[Opening Available data section]

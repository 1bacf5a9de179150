// Copyright 2025 Kirky.X
//
// Licensed under the Apache License, Version 2.0 (the "License");
// you may not use this file except in compliance with the License.
// You may obtain a copy of the License at
//
//     http://www.apache.org/licenses/LICENSE-2.0
//
// Unless required by applicable law or agreed to in writing, software
// distributed under the License is distributed on an "AS IS" BASIS,
// WITHOUT WARRANTIES OR CONDITIONS OF ANY KIND, either express or implied.
// See the License for the specific language governing permissions and
// limitations under the License.

use crate::application::use_cases::finalizer::{
    FinalizeOutcome, Finalizer, ACTIVITY_CHANNEL, AUDIT_JOB,
};
use crate::config::settings::PipelineLimits;
use crate::domain::models::audit_run::AuditRun;
use crate::domain::models::site::Site;
use crate::domain::repositories::stores::AuditStores;
use crate::domain::services::sitemap_discovery::SitemapDiscovery;
use crate::utils::errors::AuditError;
use crate::utils::url_utils::{normalize_url, path_depth};
use crate::workers::batch_coordinator::{BatchCoordinator, BatchOutcome};
use metrics::counter;
use serde_json::json;
use std::collections::HashSet;
use std::sync::Arc;
use tokio::time::timeout;
use tracing::{error, info, instrument, warn};
use uuid::Uuid;

/// sitemap 候选数量相对 `crawl_limit` 的倍数，给深度和主机过滤留出余量
const SITEMAP_OVERSAMPLE: usize = 4;

/// 一次完整审计的结果
#[derive(Debug, Clone, Copy, PartialEq, Eq)]
pub struct AuditReport {
    pub batch: BatchOutcome,
    pub finalize: FinalizeOutcome,
}

/// 审计编排器
///
/// 驱动一次运行的状态机：`queued -> running -> {completed, failed}`。
/// 启动阶段（种子URL、批次）受外层超时约束；收尾在超时之外执行，
/// 已完成的运行不会被超时覆盖为失败。
pub struct AuditOrchestrator {
    stores: AuditStores,
    sitemap: Arc<dyn SitemapDiscovery>,
    batch: Arc<BatchCoordinator>,
    finalizer: Arc<Finalizer>,
    limits: PipelineLimits,
}

impl AuditOrchestrator {
    pub fn new(
        stores: AuditStores,
        sitemap: Arc<dyn SitemapDiscovery>,
        batch: Arc<BatchCoordinator>,
        finalizer: Arc<Finalizer>,
        limits: PipelineLimits,
    ) -> Self {
        Self {
            stores,
            sitemap,
            batch,
            finalizer,
            limits,
        }
    }

    /// 启动一次审计
    ///
    /// # 返回值
    ///
    /// * `Ok(AuditReport)` - 运行已完成
    /// * `Err(AuditError::InvalidState)` - 运行不在排队状态，未做任何处理
    /// * `Err(_)` - 运行已标记为失败
    #[instrument(skip(self), fields(run_id = %run_id))]
    pub async fn start(&self, run_id: Uuid) -> Result<AuditReport, AuditError> {
        let run = self
            .stores
            .runs
            .find_by_id(run_id)
            .await?
            .ok_or(AuditError::RunNotFound(run_id))?;

        if !self.stores.runs.mark_running(run_id).await? {
            return Err(AuditError::InvalidState {
                id: run_id,
                status: run.status.to_string(),
            });
        }

        counter!("audit_runs_started_total").increment(1);
        info!(crawl_limit = run.settings.crawl_limit, "Audit run started");
        self.log_started(&run).await;

        let budget = self.limits.outer_run_timeout;
        let batch = match timeout(budget, self.crawl(&run)).await {
            Ok(Ok(batch)) => batch,
            Ok(Err(e)) => {
                self.fail_run(&run, "setup", &e).await;
                return Err(e);
            }
            Err(_) => {
                let e = AuditError::Timeout(budget.as_secs());
                self.fail_run(&run, "timeout", &e).await;
                return Err(e);
            }
        };

        let finalize = self.finalizer.finalize(run_id).await?;
        Ok(AuditReport { batch, finalize })
    }

    /// 构建种子URL并执行批次
    async fn crawl(&self, run: &AuditRun) -> Result<BatchOutcome, AuditError> {
        if let Some(reason) = run.settings_error.as_deref() {
            return Err(AuditError::Setup(format!("invalid settings: {}", reason)));
        }
        run.settings
            .check()
            .map_err(|e| AuditError::Setup(format!("invalid settings: {}", e)))?;

        let site = self
            .stores
            .sites
            .find_by_id(run.site_id)
            .await?
            .ok_or(AuditError::SiteNotFound(run.site_id))?;

        let seeds = self.seed_urls(run, &site).await?;
        if seeds.is_empty() {
            return Err(AuditError::NoUrlsToCrawl);
        }

        info!(seeds = seeds.len(), "Dispatching batch");
        Ok(self
            .batch
            .run_batch(run.id, seeds, self.limits.concurrency_limit)
            .await)
    }

    /// 种子URL：站点首页在前，合并 sitemap 候选，过滤、去重后截断到 `crawl_limit`
    async fn seed_urls(&self, run: &AuditRun, site: &Site) -> Result<Vec<String>, AuditError> {
        let limit = run.settings.crawl_limit as usize;
        let home = normalize_url(&site.canonical_url, None);

        let mut seen = HashSet::new();
        let mut seeds = Vec::new();
        if let Some(home) = home.as_ref() {
            seen.insert(home.clone());
            seeds.push(home.clone());
        }

        if run.settings.include_sitemap {
            let start_url = home.as_deref().unwrap_or(site.canonical_url.as_str());
            let hint = home.as_deref().unwrap_or(site.host.as_str());
            let candidates = self
                .sitemap
                .discover(start_url, limit.saturating_mul(SITEMAP_OVERSAMPLE))
                .await
                .map_err(|e| AuditError::Setup(format!("Sitemap discovery failed: {}", e)))?;

            for candidate in candidates {
                let Some(url) = normalize_url(&candidate, Some(hint)) else {
                    continue;
                };
                if let Some(max_depth) = run.settings.max_depth {
                    if path_depth(&url) > max_depth as usize {
                        continue;
                    }
                }
                if seen.insert(url.clone()) {
                    seeds.push(url);
                }
            }
        }

        seeds.truncate(limit);
        Ok(seeds)
    }

    async fn log_started(&self, run: &AuditRun) {
        let user_id = self.site_user(run).await;
        if let Err(e) = self
            .stores
            .activity
            .log_activity(
                ACTIVITY_CHANNEL,
                "audit.started",
                "Audit started",
                user_id,
                Some(run.site_id),
                json!({ "run_ref": AuditRun::run_ref(run.id) }),
            )
            .await
        {
            warn!(error = %e, "Failed to log audit start");
        }
    }

    /// 启动阶段失败：写为失败并记录作业失败
    async fn fail_run(&self, run: &AuditRun, stage: &'static str, err: &AuditError) {
        let message = err.to_string();
        error!(stage, error = %message, "Audit run failed");
        counter!("audit_runs_failed_total", "stage" => stage).increment(1);

        if let Err(e) = self.stores.runs.mark_failed(run.id, &message).await {
            error!(error = %e, "Failed to mark run as failed");
        }

        let user_id = self.site_user(run).await;
        if let Err(e) = self
            .stores
            .activity
            .log_job_failure(
                ACTIVITY_CHANNEL,
                AUDIT_JOB,
                &message,
                Some(run.site_id),
                user_id,
                &AuditRun::run_ref(run.id),
                json!({ "run_id": run.id, "stage": stage }),
            )
            .await
        {
            error!(error = %e, "Failed to log audit failure");
        }
    }

    async fn site_user(&self, run: &AuditRun) -> Option<Uuid> {
        self.stores
            .sites
            .find_by_id(run.site_id)
            .await
            .ok()
            .flatten()
            .and_then(|s| s.user_id)
    }
}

[Closing Available data section]

* [Aim of the task] Here the job is to output the lines from the start of the material through the line with "distributed under the", inclusive, exactly and with nothing else.

* [Response area]
repository 1bacf5a9de179150
// Copyright 2025 Kirky.X
//
// Licensed under the Apache License, Version 2.0 (the "License");
// you may not use this file except in compliance with the License.
// You may obtain a copy of the License at
//
//     http://www.apache.org/licenses/LICENSE-2.0
//
// Unless required by applicable law or agreed to in writing, software
// distributed under the License is distributed on an "AS IS" BASIS,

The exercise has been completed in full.